Le proposte nel dettaglio
Il principale nodo da sciogliere, secondo il tavolo di lavoro sulla formazione, è legato al rapporto tra pubblico e privato nella determinazione dei contenuti formativi dei percorsi scolastico/universitari, che non deve più essere solo di “cooperazione”, ma di “marcata sinergia”. Il che significa, tra l’altro, migliorare l’integrazione tra i percorsi scolastici e universitari e l’inserimento aziendale; creare e regolamentare un’interazione continua e reciproca – anche eventualmente a livello territoriale – tra le istituzioni formative e il mondo delle aziende, affinché le attività formative scolastiche e universitarie siano sempre più in linea con le esigenze del mondo del lavoro; istituire un meccanismo di premialità per gli istituti che coinvolgono le aziende nella definizione di specifici piani educativo-formativi volti all’inserimento aziendale. La proposta prevede inoltre la possibilità di erogare borse di studio per la formazione on the job finanziate dalle aziende o dai fondi interprofessionali all’interno dei percorsi di istruzione.

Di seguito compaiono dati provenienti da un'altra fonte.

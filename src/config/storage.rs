//! Server record storage
//!
//! Reads and writes the managed-server list.
//! Location: ~/.ovpnadmin/servers.json on macOS/Linux, %APPDATA%\OvpnAdmin on Windows

use std::path::{Path, PathBuf};

use serde::{Deserialize, Serialize};
use tokio::fs;
use tokio::io::AsyncWriteExt;

use crate::ssh::ServerRecord;

/// Current file format version
pub const SERVERS_VERSION: u32 = 1;

#[derive(Debug, thiserror::Error)]
pub enum StorageError {
    #[error("Failed to determine config directory")]
    NoConfigDir,

    #[error("IO error: {0}")]
    Io(#[from] std::io::Error),

    #[error("JSON error: {0}")]
    Json(#[from] serde_json::Error),

    #[error("Servers file version {found} is newer than supported {supported}")]
    VersionTooNew { found: u32, supported: u32 },

    #[error("No server named '{0}'")]
    UnknownServer(String),
}

/// On-disk layout of `servers.json`
#[derive(Debug, Clone, Serialize, Deserialize)]
pub struct ServersFile {
    pub version: u32,
    #[serde(default)]
    pub servers: Vec<ServerRecord>,
}

impl Default for ServersFile {
    fn default() -> Self {
        Self {
            version: SERVERS_VERSION,
            servers: Vec::new(),
        }
    }
}

impl ServersFile {
    pub fn find(&self, name: &str) -> Option<&ServerRecord> {
        self.servers.iter().find(|s| s.name == name)
    }

    /// Insert or replace the record with the same name
    pub fn upsert(&mut self, record: ServerRecord) {
        match self.servers.iter_mut().find(|s| s.name == record.name) {
            Some(existing) => *existing = record,
            None => self.servers.push(record),
        }
    }
}

pub fn config_dir() -> Result<PathBuf, StorageError> {
    #[cfg(windows)]
    {
        if let Some(app_data) = dirs::config_dir() {
            return Ok(app_data.join("OvpnAdmin"));
        }
        dirs::home_dir()
            .map(|home| home.join(".ovpnadmin"))
            .ok_or(StorageError::NoConfigDir)
    }

    #[cfg(not(windows))]
    {
        dirs::home_dir()
            .map(|home| home.join(".ovpnadmin"))
            .ok_or(StorageError::NoConfigDir)
    }
}

pub fn servers_file() -> Result<PathBuf, StorageError> {
    Ok(config_dir()?.join("servers.json"))
}

pub struct ConfigStorage {
    path: PathBuf,
}

impl ConfigStorage {
    /// Storage at the default location
    pub fn new() -> Result<Self, StorageError> {
        Ok(Self {
            path: servers_file()?,
        })
    }

    pub fn with_path(path: PathBuf) -> Self {
        Self { path }
    }

    pub fn path(&self) -> &Path {
        &self.path
    }

    /// Load the server list. A missing file is an empty list; a corrupted one
    /// is backed up and treated as empty.
    pub async fn load(&self) -> Result<ServersFile, StorageError> {
        let contents = match fs::read_to_string(&self.path).await {
            Ok(contents) => contents,
            Err(e) if e.kind() == std::io::ErrorKind::NotFound => {
                return Ok(ServersFile::default())
            }
            Err(e) => return Err(StorageError::Io(e)),
        };

        match serde_json::from_str::<ServersFile>(&contents) {
            Ok(file) if file.version > SERVERS_VERSION => Err(StorageError::VersionTooNew {
                found: file.version,
                supported: SERVERS_VERSION,
            }),
            Ok(file) => Ok(file),
            Err(e) => {
                tracing::warn!("Servers file corrupted: {}", e);
                match self.backup().await {
                    Ok(backup_path) => tracing::warn!(
                        "Corrupted servers file backed up to {:?}, starting empty",
                        backup_path
                    ),
                    Err(backup_err) => {
                        tracing::error!("Failed to back up servers file: {}", backup_err)
                    }
                }
                Ok(ServersFile::default())
            }
        }
    }

    /// Look up one server by display name
    pub async fn find(&self, name: &str) -> Result<ServerRecord, StorageError> {
        self.load()
            .await?
            .find(name)
            .cloned()
            .ok_or_else(|| StorageError::UnknownServer(name.to_string()))
    }

    /// Write via a temp file and rename
    pub async fn save(&self, file: &ServersFile) -> Result<(), StorageError> {
        if let Some(parent) = self.path.parent() {
            fs::create_dir_all(parent).await?;
        }

        let temp_path = self.path.with_extension("json.tmp");
        let json = serde_json::to_string_pretty(file)?;

        let mut out = fs::File::create(&temp_path).await?;
        out.write_all(json.as_bytes()).await?;
        out.sync_all().await?;

        fs::rename(&temp_path, &self.path).await?;
        Ok(())
    }

    pub async fn backup(&self) -> Result<PathBuf, StorageError> {
        let backup_path = self.path.with_extension(format!(
            "json.backup.{}",
            chrono::Utc::now().format("%Y%m%d_%H%M%S")
        ));

        if fs::metadata(&self.path).await.is_ok() {
            fs::copy(&self.path, &backup_path).await?;
        }
        Ok(backup_path)
    }
}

Un ulteriore passaggio-cardine della proposta presentata al Legislatore riguarda la formazione “in house”, che va sostenuta, deburocratizzata e incentivata – favorendo anche l’accesso ai fondi interprofessionali – rendendola continuativa durante il rapporto di lavoro, facilitando le aziende nella relativa erogazione e premiando quelle virtuose.

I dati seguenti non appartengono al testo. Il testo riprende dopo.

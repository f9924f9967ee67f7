//! Handle Owner Task
//!
//! Only one task owns the russh `Handle<ClientHandler>`. Everything else talks
//! to it through a clonable `HandleController` that sends commands over an
//! mpsc channel, so the handle is never shared behind a lock.
//!
//! ```ignore
//! let controller = spawn_handle_owner_task(handle, host);
//! let channel = controller.open_session_channel().await?;
//! ```

use std::time::Duration;

use russh::client::{Handle, Msg};
use russh::Channel;
use tokio::sync::{mpsc, oneshot};
use tracing::{debug, info, warn};

use super::client::ClientHandler;
use super::error::SshError;

/// Upper bound for a keepalive round trip
const PING_TIMEOUT: Duration = Duration::from_secs(5);

/// Outcome of a keepalive probe
#[derive(Debug, Clone, Copy, PartialEq, Eq)]
pub enum PingResult {
    Ok,
    /// No answer in time, the link may still recover
    Timeout,
    /// Transport is gone
    IoError,
}

/// Commands sent to the Handle Owner Task
pub enum HandleCommand {
    /// Open a session channel (for the wrapper shell)
    ChannelOpenSession {
        reply_tx: oneshot::Sender<Result<Channel<Msg>, russh::Error>>,
    },

    /// Keepalive probe
    Ping {
        reply_tx: oneshot::Sender<PingResult>,
    },

    /// Disconnect the SSH connection
    Disconnect,
}

/// Controller for sending commands to the Handle Owner Task
///
/// Cloning only copies the sender; all clones control the same connection.
#[derive(Clone)]
pub struct HandleController {
    cmd_tx: mpsc::Sender<HandleCommand>,
}

impl HandleController {
    /// Create a controller around an existing command sender.
    ///
    /// Used by tests and alternative session providers. In production, use
    /// `spawn_handle_owner_task`.
    pub fn new(cmd_tx: mpsc::Sender<HandleCommand>) -> Self {
        Self { cmd_tx }
    }

    /// Open a session channel
    pub async fn open_session_channel(&self) -> Result<Channel<Msg>, SshError> {
        let (reply_tx, reply_rx) = oneshot::channel();
        self.cmd_tx
            .send(HandleCommand::ChannelOpenSession { reply_tx })
            .await
            .map_err(|_| SshError::Disconnected)?;
        reply_rx
            .await
            .map_err(|_| SshError::Disconnected)?
            .map_err(|e| SshError::ChannelError(e.to_string()))
    }

    /// Disconnect the SSH connection. A no-op when already disconnected.
    pub async fn disconnect(&self) {
        let _ = self.cmd_tx.send(HandleCommand::Disconnect).await;
    }

    /// Ping the connection
    pub async fn ping(&self) -> PingResult {
        let (reply_tx, reply_rx) = oneshot::channel();
        if self.cmd_tx.send(HandleCommand::Ping { reply_tx }).await.is_err() {
            return PingResult::IoError;
        }
        reply_rx.await.unwrap_or(PingResult::IoError)
    }

    /// Check if the Handle Owner Task is still running
    pub fn is_connected(&self) -> bool {
        !self.cmd_tx.is_closed()
    }
}

/// Spawn the Handle Owner Task
///
/// Consumes the Handle and returns a `HandleController` for sending commands.
/// `label` is only used for logging (the host name).
pub fn spawn_handle_owner_task(handle: Handle<ClientHandler>, label: String) -> HandleController {
    let (cmd_tx, mut cmd_rx) = mpsc::channel::<HandleCommand>(64);

    tokio::spawn(async move {
        let handle = handle;

        info!("Handle owner task started for {}", label);

        while let Some(cmd) = cmd_rx.recv().await {
            match cmd {
                HandleCommand::ChannelOpenSession { reply_tx } => {
                    let result = handle.channel_open_session().await;
                    if reply_tx.send(result).is_err() {
                        warn!("Caller dropped before receiving channel_open_session result");
                    }
                }

                HandleCommand::Ping { reply_tx } => {
                    debug!("Keepalive probe for {}", label);
                    let result =
                        match tokio::time::timeout(PING_TIMEOUT, handle.send_keepalive(true)).await
                        {
                            Ok(Ok(())) => PingResult::Ok,
                            Ok(Err(e)) => {
                                warn!("Keepalive failed for {}: {}", label, e);
                                PingResult::IoError
                            }
                            Err(_) => {
                                warn!("Keepalive timeout for {}", label);
                                PingResult::Timeout
                            }
                        };
                    let _ = reply_tx.send(result);
                }

                HandleCommand::Disconnect => {
                    info!("Disconnect requested for {}", label);
                    break;
                }
            }
        }

        drain_pending_commands(&mut cmd_rx);

        let _ = handle
            .disconnect(russh::Disconnect::ByApplication, "Session closed", "en")
            .await;
        info!("Handle owner task terminated for {}", label);
    });

    HandleController { cmd_tx }
}

/// Answer every queued command with a disconnected result
fn drain_pending_commands(cmd_rx: &mut mpsc::Receiver<HandleCommand>) {
    cmd_rx.close();

    while let Ok(cmd) = cmd_rx.try_recv() {
        match cmd {
            HandleCommand::ChannelOpenSession { reply_tx } => {
                let _ = reply_tx.send(Err(russh::Error::Disconnect));
            }
            HandleCommand::Ping { reply_tx } => {
                let _ = reply_tx.send(PingResult::IoError);
            }
            HandleCommand::Disconnect => {}
        }
    }
}

#[cfg(test)]
mod tests {
    use super::*;

    #[tokio::test]
    async fn test_ping_without_owner_reports_io_error() {
        let (cmd_tx, cmd_rx) = mpsc::channel(1);
        drop(cmd_rx);
        let controller = HandleController::new(cmd_tx);

        assert!(!controller.is_connected());
        assert_eq!(controller.ping().await, PingResult::IoError);
    }

    #[tokio::test]
    async fn test_open_channel_without_owner_is_disconnected() {
        let (cmd_tx, cmd_rx) = mpsc::channel(1);
        drop(cmd_rx);
        let controller = HandleController::new(cmd_tx);

        let err = controller.open_session_channel().await.unwrap_err();
        assert!(matches!(err, SshError::Disconnected));
    }

    #[tokio::test]
    async fn test_disconnect_twice_is_noop() {
        let (cmd_tx, mut cmd_rx) = mpsc::channel(4);
        let controller = HandleController::new(cmd_tx);

        controller.disconnect().await;
        assert!(matches!(cmd_rx.recv().await, Some(HandleCommand::Disconnect)));
        drop(cmd_rx);
        controller.disconnect().await;
    }
}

Serve poi, come già accennato, la creazione di un sistema condiviso e univoco – aggiornamento periodicamente da un organismo di natura pubblico/privata – di classificazione e di certificazione delle competenze tecnico-professionali e trasversali acquisite dai lavoratori, in una logica di “blockchain”, e anche in chiave predittiva, al fine di individuare e classificare le competenze che nel prossimo futuro saranno richieste dalla aziende.
Infine, l’ultimo punto della proposta riguarda il modello del Fondo Nuove Competenze, al quale bisogna ispirarsi – sia come tipologia di finanziamento, sia come approccio diretto e meno burocratizzato – per realizzare un sistema da rendere strutturale (che preveda, per esempio, la copertura del costo-ore destinate alla formazione e dell’aggiornamento digitale e di quello per transizione ecologica).
Il commento del coordinatore
«Il tema principale, in materia di formazione, è quello del reskilling: una fetta enorme della nostra popolazione ha necessità di acquisire nuove competenze; la seconda sfida è quella di riuscire ad apprendere alla velocità del cambiamento; la terza è quella di non confinare la formazione ad aree specifiche: l’academy all’interno dell’azienda deve diventare sempre più diffusa, dobbiamo riuscire a trasformare i manager in “learning coach”. Skilla ha coniato uno slogan: “libera la passione di apprendere” perché crediamo che ognuno abbia tutte le opportunità per formarsi, le organizzazioni mettono a disposizione tantissime risorse, online troviamo tantissimi contenuti formativi: la vera sfida è creare le condizioni organizzative affinché le persone possano ritrovare una motivazione forte che le spinga ad apprendere continuamente» ha commentato le riflessioni del tavolo di lavoro sulla formazione Federico Amicucci.